В тот день друзья едва не поссорились, и расстались холодно.

* * *

К восьми часам, как ему было велено, Ландсберг подкатил на коляске к канцелярии тюремного управления. Соскочил с коляски, и с шапкой в руках, придерживая по уздцы лошадь, дожидался у крыльца Карагаева. Тот вскоре вышел – грузный одышливый мужчина лет под пятьдесят, в нечистом мундире, трещавшем на нем по всем швам. Смерил Ландсберга неприязненным взглядом, к чему придраться не сыскал, спросил только:

– С лошадьми-то управляться способен, инженер?

– Не извольте беспокоиться, ваше благородие, с детства управлялся. Да и на военной службе тоже…

– Не тарахти. Никому про твою службу слушать не интересно! – оборвал Карагаев, забираясь в коляску и обдавая все вокруг густым перегаром. – Езжай, да не шибко гони: я солдат вперед пешим ходом отправил, чтоб на полпути догнать их.

Это для Ландсберга было сюрпризом: про солдат вчера на раскомандировке никто и не поминал. Что ж, все, что ни делается – к лучшему, подумал он, трогая лошадь.

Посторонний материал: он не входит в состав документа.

//! Outbound request seam.
//!
//! DESIGN
//! ======
//! `ChannelTransport` has one method per provider request. The handshake and
//! lifecycle only see status codes, text bodies, and byte streams, so tests
//! swap in a scripted transport while `HttpTransport` speaks real HTTP.
//!
//! The reqwest client carries no global timeout: the stream request is
//! long-lived, so timeouts are applied per request to the short calls only.

use std::time::Duration;

use futures::StreamExt;
use futures::stream::BoxStream;
use rand::Rng;
use reqwest::header::{ACCEPT, HeaderMap, HeaderValue, ORIGIN, REFERER, USER_AGENT};
use reqwest::{Method, Request, RequestBuilder};
use serde_json::json;
use tracing::debug;

use crate::config::ChannelConfig;
use crate::error::{ChannelError, Step};

/// Protocol version sent as `VER`.
pub const PROTOCOL_VERSION: &str = "8";

/// Chunks of the open stream, in arrival order.
pub type ByteStream = BoxStream<'static, Result<Vec<u8>, ChannelError>>;

/// Status and body of a completed short request.
#[derive(Debug, Clone, PartialEq, Eq)]
pub struct TransportResponse {
    pub status: u16,
    pub body: String,
}

impl TransportResponse {
    #[must_use]
    pub fn is_success(&self) -> bool {
        (200..300).contains(&self.status)
    }
}

// =============================================================================
// REQUESTS
// =============================================================================

#[derive(Debug, Clone, PartialEq, Eq)]
pub struct ChooseServerRequest {
    pub rooms: Vec<String>,
    pub request_id: u64,
}

#[derive(Debug, Clone, PartialEq, Eq)]
pub struct BindRequest {
    pub server_session_id: String,
    pub rooms: Vec<String>,
    pub request_id: u64,
}

#[derive(Debug, Clone, PartialEq, Eq)]
pub struct StreamRequest {
    pub server_session_id: String,
    pub sid: String,
    /// Acknowledged sequence, sent as `AID`.
    pub last_sequence: i64,
}

#[derive(Debug, Clone, PartialEq, Eq)]
pub struct RefreshRequest {
    pub server_session_id: String,
    pub credentials_token: String,
}

// =============================================================================
// TRAIT
// =============================================================================

#[async_trait::async_trait]
pub trait ChannelTransport: Send + Sync {
    /// Handshake step 1: ask which server hosts the rooms.
    async fn choose_server(&self, request: ChooseServerRequest) -> Result<TransportResponse, ChannelError>;

    /// Zero-body request announcing the new `gsessionid` to the stream endpoint.
    async fn preflight(&self, server_session_id: &str) -> Result<TransportResponse, ChannelError>;

    /// Handshake step 2: obtain the stream `SID`.
    async fn bind(&self, request: BindRequest) -> Result<TransportResponse, ChannelError>;

    /// Open the long-poll stream. A non-success status is an error.
    async fn open_stream(&self, request: StreamRequest) -> Result<ByteStream, ChannelError>;

    async fn refresh_credentials(&self, request: RefreshRequest) -> Result<TransportResponse, ChannelError>;
}

// =============================================================================
// HTTP TRANSPORT
// =============================================================================

pub struct HttpTransport {
    http: reqwest::Client,
    /// Origin, Referer, and User-Agent, attached to every request.
    headers: HeaderMap,
    api_key: String,
    base_url: String,
    stream_url: String,
    request_timeout: Duration,
}

impl HttpTransport {
    /// Build an HTTP transport with the fixed origin headers and the
    /// configured identification header.
    ///
    /// # Errors
    ///
    /// Returns an error if a header value is invalid or the client fails to build.
    pub fn new(config: &ChannelConfig) -> Result<Self, ChannelError> {
        let header = |name: &str, value: String| {
            HeaderValue::from_str(&value).map_err(|e| ChannelError::Config(format!("invalid {name} header: {e}")))
        };
        let mut headers = HeaderMap::new();
        headers.insert(ORIGIN, header("origin", config.origin.clone())?);
        headers.insert(REFERER, header("referer", format!("{}/", config.origin))?);
        headers.insert(USER_AGENT, header("user-agent", config.user_agent.clone())?);

        let http = reqwest::Client::builder()
            .connect_timeout(Duration::from_secs(config.timeouts.connect_secs))
            .build()
            .map_err(|e| ChannelError::HttpClientBuild(e.to_string()))?;

        Ok(Self {
            http,
            headers,
            api_key: config.api_key.clone(),
            base_url: config.base_url.clone(),
            stream_url: config.stream_url.clone(),
            request_timeout: Duration::from_secs(config.timeouts.request_secs),
        })
    }

    fn request(&self, method: Method, url: &str) -> RequestBuilder {
        self.http.request(method, url).headers(self.headers.clone())
    }

    // ===== REQUEST BUILDERS =====

    fn choose_server_request(&self, request: &ChooseServerRequest) -> Result<Request, ChannelError> {
        let url = format!("{}/chooseServer", self.base_url);
        let rid = request.request_id.to_string();
        let builder = self
            .request(Method::POST, &url)
            .query(&[("key", self.api_key.as_str()), ("RID", rid.as_str())])
            .json(&rooms_body(&request.rooms))
            .timeout(self.request_timeout);
        build(Step::ChooseServer, builder)
    }

    fn preflight_request(&self, server_session_id: &str) -> Result<Request, ChannelError> {
        let builder = self
            .request(Method::OPTIONS, &self.stream_url)
            .query(&[("VER", PROTOCOL_VERSION), ("gsessionid", server_session_id), ("key", self.api_key.as_str())])
            .timeout(self.request_timeout);
        build(Step::Preflight, builder)
    }

    fn bind_request(&self, request: &BindRequest) -> Result<Request, ChannelError> {
        let rid = request.request_id.to_string();
        let zx = cache_buster();
        let data = rooms_body(&request.rooms).to_string();
        let builder = self
            .request(Method::POST, &self.stream_url)
            .query(&[
                ("VER", PROTOCOL_VERSION),
                ("gsessionid", request.server_session_id.as_str()),
                ("key", self.api_key.as_str()),
                ("RID", rid.as_str()),
                ("CVER", "22"),
                ("zx", zx.as_str()),
                ("t", "1"),
            ])
            .form(&[("count", "1"), ("ofs", "0"), ("req0___data__", data.as_str())])
            .timeout(self.request_timeout);
        build(Step::Bind, builder)
    }

    /// The stream request is long-lived and carries no timeout.
    fn stream_request(&self, request: &StreamRequest) -> Result<Request, ChannelError> {
        let aid = request.last_sequence.to_string();
        let zx = cache_buster();
        let builder = self
            .request(Method::GET, &self.stream_url)
            .header(ACCEPT, "text/event-stream")
            .query(&[
                ("VER", PROTOCOL_VERSION),
                ("gsessionid", request.server_session_id.as_str()),
                ("SID", request.sid.as_str()),
                ("RID", "rpc"),
                ("TYPE", "xmlhttp"),
                ("AID", aid.as_str()),
                ("CI", "0"),
                ("key", self.api_key.as_str()),
                ("zx", zx.as_str()),
                ("t", "1"),
            ]);
        build(Step::OpenStream, builder)
    }

    fn refresh_request(&self, request: &RefreshRequest) -> Result<Request, ChannelError> {
        let url = format!("{}/refreshCreds", self.base_url);
        let builder = self
            .request(Method::POST, &url)
            .query(&[("key", self.api_key.as_str()), ("gsessionid", request.server_session_id.as_str())])
            .json(&json!([request.credentials_token]))
            .timeout(self.request_timeout);
        build(Step::Refresh, builder)
    }

    async fn send(&self, step: Step, request: Request) -> Result<TransportResponse, ChannelError> {
        let response = self
            .http
            .execute(request)
            .await
            .map_err(|e| ChannelError::Request { step, message: e.to_string() })?;

        let status = response.status().as_u16();
        let body = response
            .text()
            .await
            .map_err(|e| ChannelError::Request { step, message: e.to_string() })?;
        debug!(%step, status, bytes = body.len(), "response received");
        Ok(TransportResponse { status, body })
    }
}

fn build(step: Step, builder: RequestBuilder) -> Result<Request, ChannelError> {
    builder.build().map_err(|e| ChannelError::Request { step, message: e.to_string() })
}

/// Cache-busting token appended to stream endpoint requests.
fn cache_buster() -> String {
    let n: u64 = rand::rng().random();
    format!("{n:x}")
}

fn rooms_body(rooms: &[String]) -> serde_json::Value {
    json!([[null, rooms]])
}

#[async_trait::async_trait]
impl ChannelTransport for HttpTransport {
    async fn choose_server(&self, request: ChooseServerRequest) -> Result<TransportResponse, ChannelError> {
        let request = self.choose_server_request(&request)?;
        self.send(Step::ChooseServer, request).await
    }

    async fn preflight(&self, server_session_id: &str) -> Result<TransportResponse, ChannelError> {
        let request = self.preflight_request(server_session_id)?;
        self.send(Step::Preflight, request).await
    }

    async fn bind(&self, request: BindRequest) -> Result<TransportResponse, ChannelError> {
        let request = self.bind_request(&request)?;
        self.send(Step::Bind, request).await
    }

    async fn open_stream(&self, request: StreamRequest) -> Result<ByteStream, ChannelError> {
        let request = self.stream_request(&request)?;
        let response = self
            .http
            .execute(request)
            .await
            .map_err(|e| ChannelError::Request { step: Step::OpenStream, message: e.to_string() })?;

        let status = response.status().as_u16();
        if !response.status().is_success() {
            let body = response.text().await.unwrap_or_default();
            return Err(ChannelError::Status { step: Step::OpenStream, status, body });
        }

        Ok(response
            .bytes_stream()
            .map(|chunk| {
                chunk
                    .map(|b| b.to_vec())
                    .map_err(|e| ChannelError::StreamEnded(e.to_string()))
            })
            .boxed())
    }

    async fn refresh_credentials(&self, request: RefreshRequest) -> Result<TransportResponse, ChannelError> {
        let request = self.refresh_request(&request)?;
        self.send(Step::Refresh, request).await
    }
}

#[cfg(test)]
#[path = "transport_test.rs"]
mod tests;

Едва выехали за околицу поста, Карагаев принялся возиться с револьверами, которых у него, как и говорили иваны, оказалось два. Изрядно пьяный седок за спиной, с заряженным оружием невольно заставлял Ландсберга нервничать, и он искоса, чтобы не раздражить вспыльчивого надзирателя, постоянно поглядывал назад.

И все-таки выстрелы оказались для него неожиданностью. Ландсберг вздрогнул, лошадь храпнула и рванула было с места. Он натянул вожжи, обернулся. Карагаев, как выяснилось, стрелял по собачонке, увязавшейся за коляской с поста.

– Чего встал? – прикрикнул на него Карагаев. – Не бойсь, каторга, твой час еще не пришел!

Примерно через полчаса он сам велел остановиться, раскрыл захваченный с собой саквояж, выпил водки из дорожного лафитника и наскоро закусил. Заправившись таким образом, Карагаев закурил и велел трогаться. Ландсберг молчал, седоку было явно скучно, и он начал придираться:

– Как же ты мог, как тебя там… Инженер, в общем… Как же ты посмел сволочню эту каторжную распустить? Почему дисциплины на Ведерниковском станке нет?

Ландсберг пожал плечами:

– Сам, как изволите видеть, арестантский халат ношу, ваш-бродь. Вот и слушают меня рабочие в пол-уха, как говорится.

– «В пол-уха»! А за сие на каторге бьют в ухо! – со смехом скаламбурил Караганов. – Сам-то, слыхать, из бывших благородий будешь? Науки-то свои где постигал?

– На военной службе, ваш-бродь, постигал. Как вы изволили заметить, из офицеров. Служил по саперной части.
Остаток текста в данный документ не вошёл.